Si l’on jette une vue d’ensemble sur les paysagistes modernes, on verra qu’ils ont eu la commune aspiration de pénétrer la nature et d’entrer en rapports de plus en plus intimes avec elle. Aussi leurs efforts accumulés, depuis la rénovation du paysage sous la Restauration, ont-ils amené un perfectionnement des procédés, qui fait que l’aspect du monde extérieur se fixe avec une vérité de plus en plus grande sur la toile.

Considérons, en effet, la transformation qui s’est graduellement opérée dans la manière de peindre de nos paysagistes. Voyons d’abord Théodore Rousseau.

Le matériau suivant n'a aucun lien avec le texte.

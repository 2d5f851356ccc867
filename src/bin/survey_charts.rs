use std::path::Path;

use survey_charts::telemetry::init_default_tracing;
use survey_charts::{DashboardConfig, SurveyDashboard};

const OUTPUT_PATH: &str = "index.html";

fn main() {
    if let Err(err) = run() {
        eprintln!("error: {err}");
        std::process::exit(1);
    }
}

fn run() -> Result<(), String> {
    let _ = init_default_tracing();

    let dashboard = SurveyDashboard::new(DashboardConfig::default())
        .map_err(|err| format!("invalid dashboard config: {err}"))?;
    let report = dashboard.run().map_err(|err| err.to_string())?;
    report
        .write_html(Path::new(OUTPUT_PATH))
        .map_err(|err| format!("failed to write `{OUTPUT_PATH}`: {err}"))?;

    match report.data_error {
        Some(reason) => eprintln!("charts not rendered: {reason}"),
        None => println!(
            "wrote {} charts to {OUTPUT_PATH}",
            report.rendered_chart_count()
        ),
    }
    Ok(())
}
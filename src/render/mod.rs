mod frame;
mod html_page;
mod null_renderer;
mod palette;
mod primitives;
mod svg_renderer;

pub use frame::RenderFrame;
pub use html_page::{HtmlPage, TOOLTIP_POINTER_OFFSET_PX};
pub use null_renderer::NullRenderer;
pub use palette::{ACCENT, CATEGORY10, OrdinalColorScale, Palette};
pub use primitives::{
    CirclePrimitive, Color, FontWeight, HoverRegion, HoverShape, LinePrimitive, RectPrimitive,
    TextHAlign, TextPrimitive, TooltipContent,
};
pub use svg_renderer::{SvgRenderStats, SvgRenderer};
pub(crate) use svg_renderer::escape_xml;

use crate::error::ChartResult;

/// Contract implemented by any rendering backend.
///
/// Backends receive a fully materialized, deterministic `RenderFrame` so
/// drawing code stays isolated from data loading and layout. A backend must
/// discard its previous output before drawing a new frame.
pub trait Renderer {
    fn render(&mut self, frame: &RenderFrame) -> ChartResult<()>;
}

#[cfg(feature = "cairo-backend")]
mod cairo_backend;
#[cfg(feature = "cairo-backend")]
pub use cairo_backend::{CairoContextRenderer, CairoRenderStats, CairoRenderer};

Rousseau devant la nature, aux champs ou dans la forêt, prend toutes sortes de renseignements ; dessine les contours des arbres, l’ossature et la forme du sol ; précise par des croquis l’aspect du feuillage ou de l’herbe qui court sous bois ; relève à l’aquarelle ou au pastel les jeux de la lumière dans les nuages, la couleur de la terre, du ciel et des eaux. Rentré à l’atelier, il compose et peint un tableau, à l’aide des indications recueillies.

Corot et Courbet, venus après lui, procèdent déjà autrement. Pour diminuer la distance qui sépare les études préliminaires du travail à l’atelier, ils peignent à l’huile, sur la toile même, des esquisses en plein air, en face de la nature. Et ces premières études, terminées à l’atelier, deviendront des tableaux ou serviront à la peinture de toiles agrandies et développées qui seront des tableaux.

Ainsi Corot et Courbet ont franchi une partie de la distance qui séparait l’étude sur le terrain de la peinture du tableau, ils ont commencé à rendre les deux opérations, de successives, simultanées. Claude Monet, venu à son tour après eux, achève ce qu’ils avaient commencé. Avec lui, plus de croquis préliminaires accumulés, plus de crayons ou d’aquarelles utilisés à l’atelier, mais une peinture à l’huile tout entière commencée et terminée devant la scène naturelle, directement interprétée et rendue. Et c’est ainsi qu’il est devenu le chef de ce qu’à juste titre on a nommé « l’école du plein air ».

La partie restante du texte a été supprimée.